In the data that follows, find each line containing "INTO" and copy it.
_ _ _ _
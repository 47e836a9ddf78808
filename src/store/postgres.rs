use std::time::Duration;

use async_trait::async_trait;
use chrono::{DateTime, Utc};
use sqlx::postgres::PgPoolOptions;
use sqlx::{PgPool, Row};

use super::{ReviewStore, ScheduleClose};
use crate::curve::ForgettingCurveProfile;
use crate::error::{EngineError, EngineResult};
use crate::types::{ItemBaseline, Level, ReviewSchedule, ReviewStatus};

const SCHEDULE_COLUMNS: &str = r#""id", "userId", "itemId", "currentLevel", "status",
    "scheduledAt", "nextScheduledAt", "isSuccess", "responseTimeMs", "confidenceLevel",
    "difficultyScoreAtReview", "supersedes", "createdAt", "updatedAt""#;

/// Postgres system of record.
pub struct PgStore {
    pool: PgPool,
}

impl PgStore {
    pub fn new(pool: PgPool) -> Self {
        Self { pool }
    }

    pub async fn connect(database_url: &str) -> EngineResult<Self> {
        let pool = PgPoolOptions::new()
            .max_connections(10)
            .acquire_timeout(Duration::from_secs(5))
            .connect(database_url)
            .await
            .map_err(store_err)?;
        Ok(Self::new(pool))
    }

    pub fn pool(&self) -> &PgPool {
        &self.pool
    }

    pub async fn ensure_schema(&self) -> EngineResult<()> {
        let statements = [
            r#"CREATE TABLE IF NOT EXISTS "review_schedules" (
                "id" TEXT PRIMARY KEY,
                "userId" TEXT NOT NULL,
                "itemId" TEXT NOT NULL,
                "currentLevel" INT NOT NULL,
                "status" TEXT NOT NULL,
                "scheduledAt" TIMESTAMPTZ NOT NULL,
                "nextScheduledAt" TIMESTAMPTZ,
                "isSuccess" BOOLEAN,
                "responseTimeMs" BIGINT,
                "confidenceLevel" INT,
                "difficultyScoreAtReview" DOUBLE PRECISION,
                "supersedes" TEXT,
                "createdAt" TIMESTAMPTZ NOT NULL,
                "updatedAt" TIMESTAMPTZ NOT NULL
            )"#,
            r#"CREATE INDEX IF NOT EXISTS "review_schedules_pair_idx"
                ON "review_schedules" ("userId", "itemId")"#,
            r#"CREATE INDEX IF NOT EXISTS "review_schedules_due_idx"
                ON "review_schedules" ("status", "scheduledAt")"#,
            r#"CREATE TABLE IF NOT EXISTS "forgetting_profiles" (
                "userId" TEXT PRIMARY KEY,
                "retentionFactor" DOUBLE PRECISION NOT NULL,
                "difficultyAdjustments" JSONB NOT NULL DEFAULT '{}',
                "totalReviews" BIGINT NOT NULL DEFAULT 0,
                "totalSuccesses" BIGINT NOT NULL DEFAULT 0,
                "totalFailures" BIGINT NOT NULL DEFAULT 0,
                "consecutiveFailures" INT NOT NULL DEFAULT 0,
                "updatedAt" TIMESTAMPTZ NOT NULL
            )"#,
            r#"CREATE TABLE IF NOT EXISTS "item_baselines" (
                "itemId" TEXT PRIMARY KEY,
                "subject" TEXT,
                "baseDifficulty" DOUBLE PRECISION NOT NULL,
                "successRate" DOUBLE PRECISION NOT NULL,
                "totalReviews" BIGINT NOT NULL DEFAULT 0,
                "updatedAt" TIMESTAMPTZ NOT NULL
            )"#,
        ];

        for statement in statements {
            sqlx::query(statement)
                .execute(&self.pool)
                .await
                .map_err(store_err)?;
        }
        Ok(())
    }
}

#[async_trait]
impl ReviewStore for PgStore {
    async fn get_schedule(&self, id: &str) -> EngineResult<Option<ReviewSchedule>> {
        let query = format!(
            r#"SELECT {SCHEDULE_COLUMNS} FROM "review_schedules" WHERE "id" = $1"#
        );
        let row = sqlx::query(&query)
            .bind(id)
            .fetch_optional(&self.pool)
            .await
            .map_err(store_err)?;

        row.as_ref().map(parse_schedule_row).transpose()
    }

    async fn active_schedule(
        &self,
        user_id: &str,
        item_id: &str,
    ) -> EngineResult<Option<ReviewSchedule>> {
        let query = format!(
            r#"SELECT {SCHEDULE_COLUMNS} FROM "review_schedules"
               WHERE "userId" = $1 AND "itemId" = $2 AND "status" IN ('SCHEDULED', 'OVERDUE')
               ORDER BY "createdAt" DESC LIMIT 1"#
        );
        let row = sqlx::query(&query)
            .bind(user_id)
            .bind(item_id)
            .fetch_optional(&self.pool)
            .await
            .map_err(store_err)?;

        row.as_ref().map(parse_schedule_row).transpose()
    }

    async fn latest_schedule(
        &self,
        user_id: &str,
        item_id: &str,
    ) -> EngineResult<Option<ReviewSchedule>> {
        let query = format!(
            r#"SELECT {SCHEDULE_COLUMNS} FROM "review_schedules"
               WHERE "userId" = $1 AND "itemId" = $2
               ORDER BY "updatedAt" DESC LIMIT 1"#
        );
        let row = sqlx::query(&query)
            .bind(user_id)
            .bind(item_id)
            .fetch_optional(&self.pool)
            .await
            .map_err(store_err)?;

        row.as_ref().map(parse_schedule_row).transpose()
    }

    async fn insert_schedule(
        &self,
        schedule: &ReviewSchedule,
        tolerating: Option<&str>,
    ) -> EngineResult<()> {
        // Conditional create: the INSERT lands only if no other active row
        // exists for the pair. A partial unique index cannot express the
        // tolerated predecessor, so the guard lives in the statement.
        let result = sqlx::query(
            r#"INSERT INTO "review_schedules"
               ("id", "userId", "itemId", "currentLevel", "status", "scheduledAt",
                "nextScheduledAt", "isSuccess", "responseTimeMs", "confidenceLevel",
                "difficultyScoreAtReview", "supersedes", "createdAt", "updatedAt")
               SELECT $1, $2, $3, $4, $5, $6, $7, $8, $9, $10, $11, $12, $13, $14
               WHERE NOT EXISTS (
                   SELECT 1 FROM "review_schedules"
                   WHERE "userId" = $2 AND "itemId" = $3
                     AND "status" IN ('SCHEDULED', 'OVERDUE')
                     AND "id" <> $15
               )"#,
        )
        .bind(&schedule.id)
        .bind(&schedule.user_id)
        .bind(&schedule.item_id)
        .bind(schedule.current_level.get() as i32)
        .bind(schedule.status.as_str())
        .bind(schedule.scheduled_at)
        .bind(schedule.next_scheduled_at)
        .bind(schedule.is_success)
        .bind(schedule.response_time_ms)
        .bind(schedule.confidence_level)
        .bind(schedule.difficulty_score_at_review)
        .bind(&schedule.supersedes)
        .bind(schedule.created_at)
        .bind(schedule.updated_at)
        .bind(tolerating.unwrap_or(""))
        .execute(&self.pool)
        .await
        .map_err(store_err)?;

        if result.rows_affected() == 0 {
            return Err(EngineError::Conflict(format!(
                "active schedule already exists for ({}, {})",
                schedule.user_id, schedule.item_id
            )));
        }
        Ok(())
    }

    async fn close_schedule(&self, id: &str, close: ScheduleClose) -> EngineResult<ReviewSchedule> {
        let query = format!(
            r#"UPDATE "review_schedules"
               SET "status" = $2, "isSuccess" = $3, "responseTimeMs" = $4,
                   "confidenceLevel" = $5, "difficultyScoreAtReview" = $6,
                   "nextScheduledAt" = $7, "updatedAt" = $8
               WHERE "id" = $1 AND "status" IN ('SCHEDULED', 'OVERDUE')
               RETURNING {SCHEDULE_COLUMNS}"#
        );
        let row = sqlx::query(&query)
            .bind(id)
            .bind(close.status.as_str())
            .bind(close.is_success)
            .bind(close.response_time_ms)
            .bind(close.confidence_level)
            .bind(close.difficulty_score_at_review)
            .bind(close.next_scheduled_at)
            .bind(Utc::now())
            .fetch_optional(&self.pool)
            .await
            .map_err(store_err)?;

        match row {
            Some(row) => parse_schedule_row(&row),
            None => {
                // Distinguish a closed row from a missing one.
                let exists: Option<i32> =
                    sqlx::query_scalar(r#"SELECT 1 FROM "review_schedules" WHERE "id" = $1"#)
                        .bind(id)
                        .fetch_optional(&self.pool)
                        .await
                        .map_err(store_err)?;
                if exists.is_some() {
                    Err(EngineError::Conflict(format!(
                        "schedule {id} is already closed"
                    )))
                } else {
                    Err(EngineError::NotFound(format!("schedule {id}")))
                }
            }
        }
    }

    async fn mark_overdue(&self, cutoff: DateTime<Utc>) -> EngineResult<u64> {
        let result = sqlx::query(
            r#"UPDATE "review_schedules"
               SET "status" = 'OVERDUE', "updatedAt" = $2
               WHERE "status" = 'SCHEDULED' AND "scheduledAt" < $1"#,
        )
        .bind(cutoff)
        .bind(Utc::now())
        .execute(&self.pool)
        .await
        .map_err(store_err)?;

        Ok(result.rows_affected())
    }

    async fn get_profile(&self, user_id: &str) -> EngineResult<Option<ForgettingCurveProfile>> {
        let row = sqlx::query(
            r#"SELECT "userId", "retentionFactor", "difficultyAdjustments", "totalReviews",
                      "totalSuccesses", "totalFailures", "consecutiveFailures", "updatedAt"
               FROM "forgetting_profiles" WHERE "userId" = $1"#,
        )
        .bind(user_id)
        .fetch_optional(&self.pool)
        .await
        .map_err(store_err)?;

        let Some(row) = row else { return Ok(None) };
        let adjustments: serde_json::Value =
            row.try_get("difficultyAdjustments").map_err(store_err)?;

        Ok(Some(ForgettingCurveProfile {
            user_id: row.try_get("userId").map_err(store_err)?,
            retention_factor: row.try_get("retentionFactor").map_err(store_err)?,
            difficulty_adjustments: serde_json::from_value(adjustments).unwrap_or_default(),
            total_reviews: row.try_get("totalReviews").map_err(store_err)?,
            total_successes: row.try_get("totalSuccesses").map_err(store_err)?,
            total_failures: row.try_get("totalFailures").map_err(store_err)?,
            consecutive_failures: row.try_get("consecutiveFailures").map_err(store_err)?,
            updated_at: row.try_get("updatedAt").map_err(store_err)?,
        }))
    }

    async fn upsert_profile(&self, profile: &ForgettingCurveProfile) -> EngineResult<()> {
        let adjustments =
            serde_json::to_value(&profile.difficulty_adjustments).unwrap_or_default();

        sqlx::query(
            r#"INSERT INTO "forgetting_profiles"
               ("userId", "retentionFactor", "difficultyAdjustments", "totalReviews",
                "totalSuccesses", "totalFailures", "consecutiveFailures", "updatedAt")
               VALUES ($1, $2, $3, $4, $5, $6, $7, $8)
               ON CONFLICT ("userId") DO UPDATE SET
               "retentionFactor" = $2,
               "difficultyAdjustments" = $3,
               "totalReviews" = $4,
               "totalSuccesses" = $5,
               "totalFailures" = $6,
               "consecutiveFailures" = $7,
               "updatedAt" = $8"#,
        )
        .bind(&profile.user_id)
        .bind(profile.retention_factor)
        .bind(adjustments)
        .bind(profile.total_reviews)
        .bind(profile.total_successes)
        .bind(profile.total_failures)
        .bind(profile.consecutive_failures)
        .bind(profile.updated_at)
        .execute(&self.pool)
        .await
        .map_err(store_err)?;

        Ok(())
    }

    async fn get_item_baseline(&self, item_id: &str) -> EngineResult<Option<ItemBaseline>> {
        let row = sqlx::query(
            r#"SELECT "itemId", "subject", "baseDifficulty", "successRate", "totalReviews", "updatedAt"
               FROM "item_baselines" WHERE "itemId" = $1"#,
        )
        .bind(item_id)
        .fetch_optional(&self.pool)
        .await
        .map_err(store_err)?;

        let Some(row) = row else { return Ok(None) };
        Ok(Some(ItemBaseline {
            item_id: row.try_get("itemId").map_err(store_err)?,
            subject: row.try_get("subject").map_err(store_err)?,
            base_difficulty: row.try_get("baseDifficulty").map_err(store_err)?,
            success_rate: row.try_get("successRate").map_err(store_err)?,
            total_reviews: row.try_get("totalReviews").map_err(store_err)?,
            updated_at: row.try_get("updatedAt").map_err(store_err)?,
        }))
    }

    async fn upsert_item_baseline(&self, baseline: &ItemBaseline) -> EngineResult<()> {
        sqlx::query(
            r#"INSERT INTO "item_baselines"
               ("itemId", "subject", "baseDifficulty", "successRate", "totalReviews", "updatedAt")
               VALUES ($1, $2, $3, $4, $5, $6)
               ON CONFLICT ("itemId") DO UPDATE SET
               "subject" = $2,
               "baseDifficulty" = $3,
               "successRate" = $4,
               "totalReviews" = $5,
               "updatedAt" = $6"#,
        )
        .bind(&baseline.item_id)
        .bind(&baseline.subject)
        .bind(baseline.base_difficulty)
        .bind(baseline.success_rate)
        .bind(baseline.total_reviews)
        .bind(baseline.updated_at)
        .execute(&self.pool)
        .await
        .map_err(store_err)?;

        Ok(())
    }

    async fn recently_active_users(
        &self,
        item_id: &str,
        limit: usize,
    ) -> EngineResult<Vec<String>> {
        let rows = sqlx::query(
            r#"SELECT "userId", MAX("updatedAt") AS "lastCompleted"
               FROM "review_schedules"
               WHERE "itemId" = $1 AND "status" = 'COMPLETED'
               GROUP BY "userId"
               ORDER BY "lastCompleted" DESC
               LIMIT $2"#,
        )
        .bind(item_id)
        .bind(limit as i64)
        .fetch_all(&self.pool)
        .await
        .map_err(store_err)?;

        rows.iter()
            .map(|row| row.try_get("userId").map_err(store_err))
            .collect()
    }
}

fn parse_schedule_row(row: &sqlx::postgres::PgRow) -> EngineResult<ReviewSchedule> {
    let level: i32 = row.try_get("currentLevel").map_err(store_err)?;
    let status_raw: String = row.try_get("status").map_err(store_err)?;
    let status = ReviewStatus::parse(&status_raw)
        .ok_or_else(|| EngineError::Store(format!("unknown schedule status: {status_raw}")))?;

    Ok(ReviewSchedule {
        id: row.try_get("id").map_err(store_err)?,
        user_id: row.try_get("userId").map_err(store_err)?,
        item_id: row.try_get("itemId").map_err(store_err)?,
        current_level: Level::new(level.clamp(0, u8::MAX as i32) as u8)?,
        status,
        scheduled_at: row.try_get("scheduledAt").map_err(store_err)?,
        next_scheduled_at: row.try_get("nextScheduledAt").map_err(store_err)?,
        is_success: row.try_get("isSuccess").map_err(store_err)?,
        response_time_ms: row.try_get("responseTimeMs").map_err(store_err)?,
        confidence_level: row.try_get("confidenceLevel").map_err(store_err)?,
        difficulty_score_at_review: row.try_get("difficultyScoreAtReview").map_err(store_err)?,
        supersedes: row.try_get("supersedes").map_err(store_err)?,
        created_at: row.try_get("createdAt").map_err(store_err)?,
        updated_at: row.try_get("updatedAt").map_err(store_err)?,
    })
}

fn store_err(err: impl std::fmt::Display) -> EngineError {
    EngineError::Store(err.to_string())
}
_ _ _ _
**Response box**
            r#"INSERT INTO "review_schedules"
            r#"INSERT INTO "forgetting_profiles"
            r#"INSERT INTO "item_baselines"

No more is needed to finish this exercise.